Jeong Yak-yong
정약용 (丁若鏞)
Scholar and reformer (Silhak) · 1762–1836
Who is Jeong Yak-yong?
Jeong Yak-yong, widely known by his pen name Dasan, was one of the greatest scholars of Korea's late Joseon dynasty and a leading thinker of the Silhak ('practical learning') movement. A gifted official who earned the trust of the reform-minded King Jeongjo, he contributed to statecraft and technology, including designing a crane-like hoisting device (geojunggi) that aided the construction of Hwaseong Fortress in Suwon. Because his family was associated with Catholicism (Seohak, or Western Learning), he became a victim of the Catholic Persecution of 1801, after which he was exiled to Gangjin in the far south for about eighteen years.
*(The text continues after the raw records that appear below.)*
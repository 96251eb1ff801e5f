//! Field declaration and resolution for structured types.
//!
//! A structure lists its members once through [`Fields`]. Resolution walks
//! embedded structures breadth first and applies the visibility rules of
//! anonymous embedding:
//!
//! - a shallower field hides deeper fields of the same wire name
//! - at equal depth a field named by its tag beats an untagged one
//! - two fields of equal depth and equal tag presence cancel each other out
//!
//! Surviving fields are ordered by their index path.

use super::registry::{EncoderCell, TypeRegistry};
use super::{NodeKind, Reflect};
use crate::encode::write_escaped;
use bytes::Bytes;
use std::any::{Any, TypeId};
use std::collections::{HashMap, HashSet};
use std::marker::PhantomData;
use std::sync::Arc;

/// A structured type that declares its fields.
pub trait Structure: Reflect + Sized {
    fn declare(fields: &mut Fields<Self>);
}

trait Access: Send + Sync {
    fn get<'a>(&self, owner: &'a dyn Any) -> Option<&'a dyn Reflect>;
}

struct FieldAccess<S, F> {
    get: fn(&S) -> &F,
}

impl<S: 'static, F: Reflect> Access for FieldAccess<S, F> {
    fn get<'a>(&self, owner: &'a dyn Any) -> Option<&'a dyn Reflect> {
        owner
            .downcast_ref::<S>()
            .map(|s| (self.get)(s) as &dyn Reflect)
    }
}

trait Step: Send + Sync {
    fn step<'a>(&self, owner: &'a dyn Any) -> Option<&'a dyn Any>;
}

struct EmbedValue<S, E> {
    get: fn(&S) -> &E,
}

impl<S: 'static, E: 'static> Step for EmbedValue<S, E> {
    fn step<'a>(&self, owner: &'a dyn Any) -> Option<&'a dyn Any> {
        owner
            .downcast_ref::<S>()
            .map(|s| (self.get)(s) as &dyn Any)
    }
}

struct EmbedPtr<S, E> {
    get: fn(&S) -> Option<&E>,
}

impl<S: 'static, E: 'static> Step for EmbedPtr<S, E> {
    fn step<'a>(&self, owner: &'a dyn Any) -> Option<&'a dyn Any> {
        owner
            .downcast_ref::<S>()
            .and_then(|s| (self.get)(s))
            .map(|e| e as &dyn Any)
    }
}

struct FieldDecl {
    name: &'static str,
    tag: Option<&'static str>,
    access: Arc<dyn Access>,
    node_kind: NodeKind,
    quotable: bool,
    type_name: &'static str,
    encoder: fn(&TypeRegistry) -> Arc<EncoderCell>,
}

struct EmbedDecl {
    type_id: TypeId,
    step: Arc<dyn Step>,
    members: fn() -> Vec<Member>,
}

enum Member {
    Field(FieldDecl),
    Embedded(EmbedDecl),
}

fn declared_members<S: Structure>() -> Vec<Member> {
    let mut fields = Fields::<S>::new();
    S::declare(&mut fields);
    fields.members
}

/// Builder passed to [`Structure::declare`].
pub struct Fields<S> {
    members: Vec<Member>,
    _owner: PhantomData<fn(&S)>,
}

impl<S: Structure> Fields<S> {
    fn new() -> Self {
        Self {
            members: Vec::new(),
            _owner: PhantomData,
        }
    }

    /// Declare a field written under `name`.
    pub fn field<F: Reflect>(&mut self, name: &'static str, get: fn(&S) -> &F) -> &mut Self {
        self.push(name, None, get)
    }

    /// Declare a field with a tag of the form `name,option,...`.
    ///
    /// A tag of `-` hides the field. The options are `omitempty` and `string`.
    /// An empty or invalid tag name keeps the declared name.
    pub fn tagged<F: Reflect>(
        &mut self,
        name: &'static str,
        tag: &'static str,
        get: fn(&S) -> &F,
    ) -> &mut Self {
        self.push(name, Some(tag), get)
    }

    /// Embed the fields of another structure as if they were declared here.
    pub fn embed<E: Structure>(&mut self, get: fn(&S) -> &E) -> &mut Self {
        self.members.push(Member::Embedded(EmbedDecl {
            type_id: TypeId::of::<E>(),
            step: Arc::new(EmbedValue { get }),
            members: declared_members::<E>,
        }));
        self
    }

    /// Embed through an optional reference. Fields behind an absent embed
    /// are skipped.
    pub fn embed_ptr<E: Structure>(&mut self, get: fn(&S) -> Option<&E>) -> &mut Self {
        self.members.push(Member::Embedded(EmbedDecl {
            type_id: TypeId::of::<E>(),
            step: Arc::new(EmbedPtr { get }),
            members: declared_members::<E>,
        }));
        self
    }

    fn push<F: Reflect>(
        &mut self,
        name: &'static str,
        tag: Option<&'static str>,
        get: fn(&S) -> &F,
    ) -> &mut Self {
        self.members.push(Member::Field(FieldDecl {
            name,
            tag,
            access: Arc::new(FieldAccess { get }),
            node_kind: F::node_kind(),
            quotable: F::quotable(),
            type_name: std::any::type_name::<F>(),
            encoder: TypeRegistry::encoder_for::<F>,
        }));
        self
    }
}

/// Split a tag into its name and options.
fn parse_tag(tag: &str) -> (&str, TagOptions<'_>) {
    match tag.split_once(',') {
        Some((name, options)) => (name, TagOptions(options)),
        None => (tag, TagOptions("")),
    }
}

struct TagOptions<'a>(&'a str);

impl TagOptions<'_> {
    fn contains(&self, option: &str) -> bool {
        !self.0.is_empty() && self.0.split(',').any(|o| o == option)
    }
}

fn is_valid_tag(name: &str) -> bool {
    !name.is_empty()
        && name.chars().all(|c| {
            "!#$%&()*+-./:<=>?@[]^_{|}~ ".contains(c) || c.is_alphabetic() || c.is_numeric()
        })
}

#[derive(Clone)]
struct Candidate {
    name: String,
    tagged: bool,
    index: Vec<usize>,
    omit_empty: bool,
    quoted: bool,
    node_kind: NodeKind,
    type_name: &'static str,
    path: Vec<Arc<dyn Step>>,
    access: Arc<dyn Access>,
    encoder: fn(&TypeRegistry) -> Arc<EncoderCell>,
}

struct Level {
    type_id: TypeId,
    index: Vec<usize>,
    path: Vec<Arc<dyn Step>>,
    members: fn() -> Vec<Member>,
}

fn visible_fields(root: Level) -> Vec<Candidate> {
    let mut next = vec![root];
    let mut next_count: HashMap<TypeId, usize> = HashMap::new();
    let mut visited = HashSet::new();
    let mut found = Vec::new();

    while !next.is_empty() {
        let current = std::mem::take(&mut next);
        let count = std::mem::take(&mut next_count);

        for level in current {
            if !visited.insert(level.type_id) {
                continue;
            }
            // A type queued more than once at this depth contributes every
            // field twice so that the duplicates cancel below.
            let repeated = count.get(&level.type_id).copied().unwrap_or(0) > 1;

            for (i, member) in (level.members)().into_iter().enumerate() {
                let mut index = level.index.clone();
                index.push(i);
                match member {
                    Member::Field(decl) => {
                        let tag = decl.tag.unwrap_or("");
                        if tag == "-" {
                            continue;
                        }
                        let (tag_name, options) = parse_tag(tag);
                        let tagged = is_valid_tag(tag_name);
                        let candidate = Candidate {
                            name: (if tagged { tag_name } else { decl.name }).to_string(),
                            tagged,
                            index,
                            omit_empty: options.contains("omitempty"),
                            quoted: options.contains("string") && decl.quotable,
                            node_kind: decl.node_kind,
                            type_name: decl.type_name,
                            path: level.path.clone(),
                            access: decl.access,
                            encoder: decl.encoder,
                        };
                        if repeated {
                            found.push(candidate.clone());
                        }
                        found.push(candidate);
                    }
                    Member::Embedded(decl) => {
                        let queued = next_count.entry(decl.type_id).or_insert(0);
                        *queued += 1;
                        if *queued == 1 {
                            let mut path = level.path.clone();
                            path.push(decl.step);
                            next.push(Level {
                                type_id: decl.type_id,
                                index,
                                path,
                                members: decl.members,
                            });
                        }
                    }
                }
            }
        }
    }

    found.sort_by(|a, b| {
        a.name
            .cmp(&b.name)
            .then(a.index.len().cmp(&b.index.len()))
            .then(b.tagged.cmp(&a.tagged))
            .then(a.index.cmp(&b.index))
    });

    let mut dominant = Vec::with_capacity(found.len());
    for group in found.chunk_by(|a, b| a.name == b.name) {
        let conflict = group.len() > 1
            && group[0].index.len() == group[1].index.len()
            && group[0].tagged == group[1].tagged;
        if !conflict {
            dominant.push(group[0].clone());
        }
    }
    dominant.sort_by(|a, b| a.index.cmp(&b.index));
    dominant
}

fn object_key(name: &str, escape_html: bool) -> Bytes {
    let mut key = Vec::with_capacity(name.len() + 3);
    write_escaped(&mut key, name, escape_html);
    key.push(b':');
    Bytes::from(key)
}

/// One resolved field of a structure.
pub struct Field {
    name: String,
    tagged: bool,
    index: Vec<usize>,
    omit_empty: bool,
    quoted: bool,
    node_kind: NodeKind,
    type_name: &'static str,
    key_html: Bytes,
    key_plain: Bytes,
    path: Vec<Arc<dyn Step>>,
    access: Arc<dyn Access>,
    encoder: Arc<EncoderCell>,
}

impl Field {
    fn from_candidate(candidate: Candidate, types: &TypeRegistry) -> Self {
        Self {
            key_html: object_key(&candidate.name, true),
            key_plain: object_key(&candidate.name, false),
            encoder: (candidate.encoder)(types),
            name: candidate.name,
            tagged: candidate.tagged,
            index: candidate.index,
            omit_empty: candidate.omit_empty,
            quoted: candidate.quoted,
            node_kind: candidate.node_kind,
            type_name: candidate.type_name,
            path: candidate.path,
            access: candidate.access,
        }
    }

    /// Wire name.
    pub fn name(&self) -> &str {
        &self.name
    }

    /// Whether the wire name came from a tag.
    pub fn is_tagged(&self) -> bool {
        self.tagged
    }

    /// Member positions from the outer structure down to this field.
    pub fn index(&self) -> &[usize] {
        &self.index
    }

    /// Embedding depth, 0 for fields declared on the structure itself.
    pub fn depth(&self) -> usize {
        self.index.len() - 1
    }

    pub fn omit_empty(&self) -> bool {
        self.omit_empty
    }

    pub fn quoted(&self) -> bool {
        self.quoted
    }

    pub fn node_kind(&self) -> NodeKind {
        self.node_kind
    }

    pub fn type_name(&self) -> &'static str {
        self.type_name
    }

    /// `"name":` ready to be written.
    pub(crate) fn key(&self, escape_html: bool) -> &[u8] {
        if escape_html {
            &self.key_html
        } else {
            &self.key_plain
        }
    }

    pub(crate) fn encoder(&self) -> &EncoderCell {
        &self.encoder
    }

    /// Read this field from an instance of the owning structure. `None` when
    /// an embedded pointer on the way is absent.
    pub(crate) fn resolve<'a>(&self, owner: &'a dyn Any) -> Option<&'a dyn Reflect> {
        let mut current = owner;
        for step in &self.path {
            current = step.step(current)?;
        }
        self.access.get(current)
    }
}

impl std::fmt::Debug for Field {
    fn fmt(&self, f: &mut std::fmt::Formatter<'_>) -> std::fmt::Result {
        f.debug_struct("Field")
            .field("name", &self.name)
            .field("index", &self.index)
            .field("tagged", &self.tagged)
            .field("omit_empty", &self.omit_empty)
            .field("quoted", &self.quoted)
            .field("node_kind", &self.node_kind)
            .field("type", &self.type_name)
            .finish()
    }
}

/// Resolved field layout of a structure.
#[derive(Debug)]
pub struct StructDescriptor {
    type_id: TypeId,
    type_name: &'static str,
    fields: Vec<Field>,
    name_index: HashMap<String, usize>,
}

impl StructDescriptor {
    pub(crate) fn build<S: Structure>(types: &TypeRegistry) -> Self {
        let root = Level {
            type_id: TypeId::of::<S>(),
            index: Vec::new(),
            path: Vec::new(),
            members: declared_members::<S>,
        };
        let fields: Vec<Field> = visible_fields(root)
            .into_iter()
            .map(|candidate| Field::from_candidate(candidate, types))
            .collect();
        let name_index = fields
            .iter()
            .enumerate()
            .map(|(i, field)| (field.name.clone(), i))
            .collect();
        Self {
            type_id: TypeId::of::<S>(),
            type_name: std::any::type_name::<S>(),
            fields,
            name_index,
        }
    }

    pub fn type_name(&self) -> &'static str {
        self.type_name
    }

    pub(crate) fn type_id(&self) -> TypeId {
        self.type_id
    }

    pub fn fields(&self) -> &[Field] {
        &self.fields
    }

    /// Look a field up by wire name.
    pub fn field(&self, name: &str) -> Option<&Field> {
        self.name_index.get(name).map(|&i| &self.fields[i])
    }

    pub fn len(&self) -> usize {
        self.fields.len()
    }

    pub fn is_empty(&self) -> bool {
        self.fields.is_empty()
    }
}
//! Sequences and node list diffs.
//!
//! A list of nodes owned by a node that was already sent is written as an
//! edit script against the client's copy:
//!
//! ```text
//! {"$a":[0, token...],"$l":n}
//! ```
//!
//! The client cuts its array to `n`, the number of old elements still in use,
//! then replays the tokens from last to first, starting at the end of the
//! array. An integer steps over that many unchanged elements, `{"$d":n}`
//! deletes the `n` elements before the cursor, `{"$i":n}` turns the next `n`
//! values into insertions, and any other value replaces or patches the
//! element before the cursor. The leading `0` is a no-op anchor.
//!
//! Output grows with the number of changed, inserted and removed elements,
//! not with the length of the list.

use super::{EncOpts, EncodeState, ListCtx, NodeCtx};
use crate::error::Result;
use crate::model::ModelState;
use crate::reflect::{ReflectSeq, TypeEncoder};
use bytes::BufMut;

impl EncodeState {
    pub(super) fn encode_seq<'v>(
        &mut self,
        element: &TypeEncoder,
        seq: &'v dyn ReflectSeq,
        opts: EncOpts<'v>,
    ) -> Result<()> {
        match opts.list {
            Some(list) if list.parent.state != ModelState::New => {
                self.encode_list_diff(element, seq, list)
            }
            Some(list) => self.encode_node_array(element, seq, list),
            None => self.encode_array(element, seq),
        }
    }

    fn encode_array(&mut self, element: &TypeEncoder, seq: &dyn ReflectSeq) -> Result<()> {
        self.buf.put_u8(b'[');
        for i in 0..seq.len() {
            if i > 0 {
                self.buf.put_u8(b',');
            }
            self.encode_value(element, seq.element(i), EncOpts::default())?;
        }
        self.buf.put_u8(b']');
        Ok(())
    }

    /// Full array for a list whose owner is new. Every element is new too.
    fn encode_node_array<'v>(
        &mut self,
        element: &TypeEncoder,
        seq: &'v dyn ReflectSeq,
        list: ListCtx<'v>,
    ) -> Result<()> {
        self.buf.put_u8(b'[');
        for i in 0..seq.len() {
            if i > 0 {
                self.buf.put_u8(b',');
            }
            let value = seq.element(i);
            let Some(model) = value.node_model() else {
                self.encode_value(element, value, EncOpts::default())?;
                continue;
            };
            let state =
                self.enter_node(model, Some(list.parent), Some(list.slot), value.type_name())?;
            model.swap_position(i);
            self.encode_value(element, value, EncOpts::node(NodeCtx { model, state }))?;
            model.mark_synced();
        }
        self.buf.put_u8(b']');
        Ok(())
    }

    fn flush_skip(&mut self, skip: &mut usize) {
        if *skip > 0 {
            self.buf.put_slice(format!(",{}", skip).as_bytes());
            *skip = 0;
        }
    }

    fn encode_list_diff<'v>(
        &mut self,
        element: &TypeEncoder,
        seq: &'v dyn ReflectSeq,
        list: ListCtx<'v>,
    ) -> Result<()> {
        self.buf.put_slice(b"{\"$a\":[0");
        // End of the old prefix confirmed so far.
        let mut old_index = 0usize;
        let mut insert_count = 0usize;
        let mut skip_count = 0usize;

        for i in 0..seq.len() {
            let value = seq.element(i);
            let Some(model) = value.node_model() else {
                self.flush_skip(&mut skip_count);
                insert_count += 1;
                self.buf.put_slice(b",null");
                continue;
            };

            let mut state =
                self.enter_node(model, Some(list.parent), Some(list.slot), value.type_name())?;
            let index = model.swap_position(i);
            if state != ModelState::New && index < old_index {
                // Moved in front of an element it used to follow.
                model.mark_new();
                state = ModelState::New;
            }

            if state == ModelState::New {
                insert_count += 1;
            } else {
                if index > old_index || insert_count > 0 {
                    self.flush_skip(&mut skip_count);
                    let removed = index - old_index;
                    if removed > insert_count {
                        let token = format!(",{{\"$d\":{}}}", removed - insert_count);
                        self.buf.put_slice(token.as_bytes());
                    } else if insert_count > removed {
                        let token = format!(",{{\"$i\":{}}}", insert_count - removed);
                        self.buf.put_slice(token.as_bytes());
                    }
                    insert_count = 0;
                }
                old_index = index + 1;
            }

            if state == ModelState::Synced {
                skip_count += 1;
                continue;
            }

            self.flush_skip(&mut skip_count);
            self.buf.put_u8(b',');
            self.encode_value(element, value, EncOpts::node(NodeCtx { model, state }))?;
            model.mark_synced();
        }

        if insert_count > 0 {
            let token = format!(",{{\"$i\":{}}}", insert_count);
            self.buf.put_slice(token.as_bytes());
        }
        self.flush_skip(&mut skip_count);
        let tail = format!("],\"$l\":{}}}", old_index);
        self.buf.put_slice(tail.as_bytes());
        Ok(())
    }
}
//! Per-type encoder cache.
//!
//! Each type gets one [`EncoderCell`]. The cell is installed in the registry
//! before its encoder is built, so a self-referential type picks up its own
//! (still pending) cell instead of recursing forever. Concurrent first users
//! of a type share that cell and block in [`EncoderCell::get`] until the one
//! build publishes its result.

use super::fields::{StructDescriptor, Structure};
use super::Reflect;
use std::any::TypeId;
use std::collections::HashMap;
use std::sync::atomic::{AtomicUsize, Ordering};
use std::sync::{Arc, Condvar, Mutex, OnceLock, PoisonError, RwLock};
use tracing::debug;

/// How values of one type are written.
pub enum TypeEncoder {
    Bool,
    Int,
    Uint,
    Float32,
    Float64,
    Str,
    Bytes,
    Json,
    Ptr(Arc<EncoderCell>),
    Seq(Arc<EncoderCell>),
    Map(Arc<EncoderCell>),
    Struct(Arc<StructDescriptor>),
    /// Values of this type fail to encode with `UnsupportedType`.
    Unsupported(&'static str),
}

impl TypeEncoder {
    /// Encoder for a declared structure.
    pub fn structure<S: Structure>(types: &TypeRegistry) -> Self {
        TypeEncoder::Struct(Arc::new(StructDescriptor::build::<S>(types)))
    }
}

impl std::fmt::Debug for TypeEncoder {
    fn fmt(&self, f: &mut std::fmt::Formatter<'_>) -> std::fmt::Result {
        match self {
            TypeEncoder::Bool => write!(f, "Bool"),
            TypeEncoder::Int => write!(f, "Int"),
            TypeEncoder::Uint => write!(f, "Uint"),
            TypeEncoder::Float32 => write!(f, "Float32"),
            TypeEncoder::Float64 => write!(f, "Float64"),
            TypeEncoder::Str => write!(f, "Str"),
            TypeEncoder::Bytes => write!(f, "Bytes"),
            TypeEncoder::Json => write!(f, "Json"),
            TypeEncoder::Ptr(cell) => write!(f, "Ptr({})", cell.type_name()),
            TypeEncoder::Seq(cell) => write!(f, "Seq({})", cell.type_name()),
            TypeEncoder::Map(cell) => write!(f, "Map({})", cell.type_name()),
            TypeEncoder::Struct(desc) => write!(f, "Struct({})", desc.type_name()),
            TypeEncoder::Unsupported(name) => write!(f, "Unsupported({})", name),
        }
    }
}

/// Slot holding the encoder of one type, published once.
pub struct EncoderCell {
    type_name: &'static str,
    ready: OnceLock<TypeEncoder>,
    lock: Mutex<()>,
    published: Condvar,
}

impl EncoderCell {
    fn pending(type_name: &'static str) -> Self {
        Self {
            type_name,
            ready: OnceLock::new(),
            lock: Mutex::new(()),
            published: Condvar::new(),
        }
    }

    pub fn type_name(&self) -> &'static str {
        self.type_name
    }

    pub fn is_ready(&self) -> bool {
        self.ready.get().is_some()
    }

    /// The published encoder, waiting for it if another thread is still
    /// building it.
    pub fn get(&self) -> &TypeEncoder {
        if let Some(encoder) = self.ready.get() {
            return encoder;
        }
        let mut guard = self.lock.lock().unwrap_or_else(PoisonError::into_inner);
        loop {
            if let Some(encoder) = self.ready.get() {
                return encoder;
            }
            guard = self
                .published
                .wait(guard)
                .unwrap_or_else(PoisonError::into_inner);
        }
    }

    fn publish(&self, encoder: TypeEncoder) {
        let _guard = self.lock.lock().unwrap_or_else(PoisonError::into_inner);
        let _ = self.ready.set(encoder);
        self.published.notify_all();
    }
}

impl std::fmt::Debug for EncoderCell {
    fn fmt(&self, f: &mut std::fmt::Formatter<'_>) -> std::fmt::Result {
        f.debug_struct("EncoderCell")
            .field("type", &self.type_name)
            .field("encoder", &self.ready.get())
            .finish()
    }
}

/// Publishes an `Unsupported` encoder if a build unwinds, so waiters wake up.
struct PublishOnUnwind<'a> {
    cell: &'a EncoderCell,
    armed: bool,
}

impl Drop for PublishOnUnwind<'_> {
    fn drop(&mut self) {
        if self.armed {
            self.cell.publish(TypeEncoder::Unsupported(self.cell.type_name));
        }
    }
}

/// Registry of encoder cells keyed by type.
pub struct TypeRegistry {
    cells: RwLock<HashMap<TypeId, Arc<EncoderCell>>>,
    builds: AtomicUsize,
}

impl TypeRegistry {
    pub fn new() -> Self {
        Self {
            cells: RwLock::new(HashMap::new()),
            builds: AtomicUsize::new(0),
        }
    }

    /// Process-wide registry used by the diff encoder.
    pub fn global() -> &'static TypeRegistry {
        static GLOBAL: OnceLock<TypeRegistry> = OnceLock::new();
        GLOBAL.get_or_init(TypeRegistry::new)
    }

    /// Cell for `T`, building the encoder on first use.
    ///
    /// The returned cell may still be pending when called from inside the
    /// build of a type that refers back to `T`.
    pub fn encoder_for<T: Reflect>(&self) -> Arc<EncoderCell> {
        let id = TypeId::of::<T>();
        if let Some(cell) = self
            .cells
            .read()
            .unwrap_or_else(PoisonError::into_inner)
            .get(&id)
        {
            return Arc::clone(cell);
        }

        let cell = {
            let mut cells = self.cells.write().unwrap_or_else(PoisonError::into_inner);
            if let Some(cell) = cells.get(&id) {
                return Arc::clone(cell);
            }
            let cell = Arc::new(EncoderCell::pending(std::any::type_name::<T>()));
            cells.insert(id, Arc::clone(&cell));
            cell
        };

        debug!("Building encoder for {}", cell.type_name());
        let mut guard = PublishOnUnwind {
            cell: &cell,
            armed: true,
        };
        let encoder = T::build_encoder(self);
        guard.armed = false;
        drop(guard);
        cell.publish(encoder);
        self.builds.fetch_add(1, Ordering::Relaxed);
        cell
    }

    /// Field layout of `T`, if it is a declared structure.
    pub fn descriptor<T: Reflect>(&self) -> Option<Arc<StructDescriptor>> {
        match self.encoder_for::<T>().get() {
            TypeEncoder::Struct(desc) => Some(Arc::clone(desc)),
            _ => None,
        }
    }

    /// Number of types registered so far.
    pub fn len(&self) -> usize {
        self.cells
            .read()
            .unwrap_or_else(PoisonError::into_inner)
            .len()
    }

    pub fn is_empty(&self) -> bool {
        self.len() == 0
    }

    /// Number of encoder builds completed.
    pub fn builds(&self) -> usize {
        self.builds.load(Ordering::Relaxed)
    }
}

impl std::fmt::Debug for TypeRegistry {
    fn fmt(&self, f: &mut std::fmt::Formatter<'_>) -> std::fmt::Result {
        f.debug_struct("TypeRegistry")
            .field("types", &self.len())
            .field("builds", &self.builds())
            .finish()
    }
}

impl Default for TypeRegistry {
    fn default() -> Self {
        Self::new()
    }
}
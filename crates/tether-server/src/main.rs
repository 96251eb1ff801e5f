//! Tether demo server.
//!
//! Serves one tether session over a WebSocket at `/_socket` and exits when
//! the client terminates or on Ctrl-C.

mod demo;
mod handler;
mod server;

use anyhow::Result;
use clap::Parser;
use std::sync::{Arc, Mutex};
use tether_core::{Session, SessionConfig};
use tracing::{info, Level};
use tracing_subscriber::FmtSubscriber;

use crate::demo::{DemoModel, DemoRemote};

#[derive(Parser, Debug)]
#[command(name = "tether-server")]
#[command(about = "WebSocket host for a tether demo session")]
struct Args {
    /// Port to listen on (0 = auto-assign)
    #[arg(short, long, default_value = "0")]
    port: u16,

    /// Host to bind to
    #[arg(long, default_value = "127.0.0.1")]
    host: String,

    /// Enable debug logging
    #[arg(short, long)]
    debug: bool,

    /// Send `<`, `>` and `&` unescaped in model strings
    #[arg(long)]
    no_escape_html: bool,
}

#[tokio::main]
async fn main() -> Result<()> {
    let args = Args::parse();

    // Set up logging
    let log_level = if args.debug { Level::DEBUG } else { Level::INFO };
    FmtSubscriber::builder()
        .with_max_level(log_level)
        .with_target(false)
        .with_thread_ids(false)
        .compact()
        .init();

    info!("Starting tether server");

    let config = SessionConfig {
        escape_html: !args.no_escape_html,
        ..SessionConfig::default()
    };
    let model = Arc::new(Mutex::new(DemoModel::sample()));
    let remote = Arc::new(DemoRemote::new(model.clone()));
    let session = Arc::new(Session::with_model(remote, model, config));
    info!(
        "Session {} exposes {}",
        session.id(),
        session.dispatcher().operations().join(", ")
    );

    let addr = server::start_server(session.clone(), &args.host, args.port).await?;

    // Print port for the launcher to read (intentional stdout for IPC)
    println!("TETHER_PORT={}", addr.port());

    info!("Tether server running on {}", addr);

    tokio::select! {
        result = tokio::signal::ctrl_c() => {
            result?;
            info!("Shutdown signal received, exiting");
        }
        _ = session.terminated() => {
            info!("Client terminated the session, exiting");
        }
    }

    Ok(())
}
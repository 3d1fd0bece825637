use std::fmt;
use std::fmt::{Display, Formatter};

use serde::{Deserialize, Serialize};

pub mod config;
pub mod dataset;
pub mod errors;

// Stop identifiers come straight from the dataset and are opaque strings
// (e.g. "18492043A8761647"). They are never synthesized by the engine.
#[derive(Debug, Clone, Hash, Eq, PartialEq, Ord, PartialOrd, Serialize, Deserialize)]
#[serde(transparent)]
pub struct StopId(pub String);

impl Display for StopId {
    fn fmt(&self, f: &mut Formatter<'_>) -> fmt::Result {
        write!(f, "{}", self.0)
    }
}

impl From<&str> for StopId {
    fn from(value: &str) -> Self {
        Self(value.to_string())
    }
}

#[derive(Debug, Clone, Hash, Eq, PartialEq, Ord, PartialOrd, Serialize, Deserialize)]
#[serde(transparent)]
pub struct RouteId(pub String);

impl Display for RouteId {
    fn fmt(&self, f: &mut Formatter<'_>) -> fmt::Result {
        write!(f, "{}", self.0)
    }
}

impl From<&str> for RouteId {
    fn from(value: &str) -> Self {
        Self(value.to_string())
    }
}

// An operator / transport-mode code ("kmb", "mtr", "lightRail", ...).
// The set is open: which codes count as rail-like is decided by the
// query configuration, not hardcoded here.
#[derive(Debug, Clone, Hash, Eq, PartialEq, Ord, PartialOrd, Serialize, Deserialize)]
#[serde(transparent)]
pub struct Mode(pub String);

impl Display for Mode {
    fn fmt(&self, f: &mut Formatter<'_>) -> fmt::Result {
        write!(f, "{}", self.0)
    }
}

impl From<&str> for Mode {
    fn from(value: &str) -> Self {
        Self(value.to_string())
    }
}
During this long exile he produced an enormous body of work, writing hundreds of volumes on government, law, economics, ethics, geography, and the Confucian classics. His best-known writings include Mokminsimseo, a guide to just and humane governance for local magistrates; Gyeongse Yupyo, a wide-ranging proposal for reforming state institutions; and Heumheumsinseo, a treatise on the fair administration of criminal justice. He is remembered as a towering intellectual whose reformist ideas remain influential in Korea.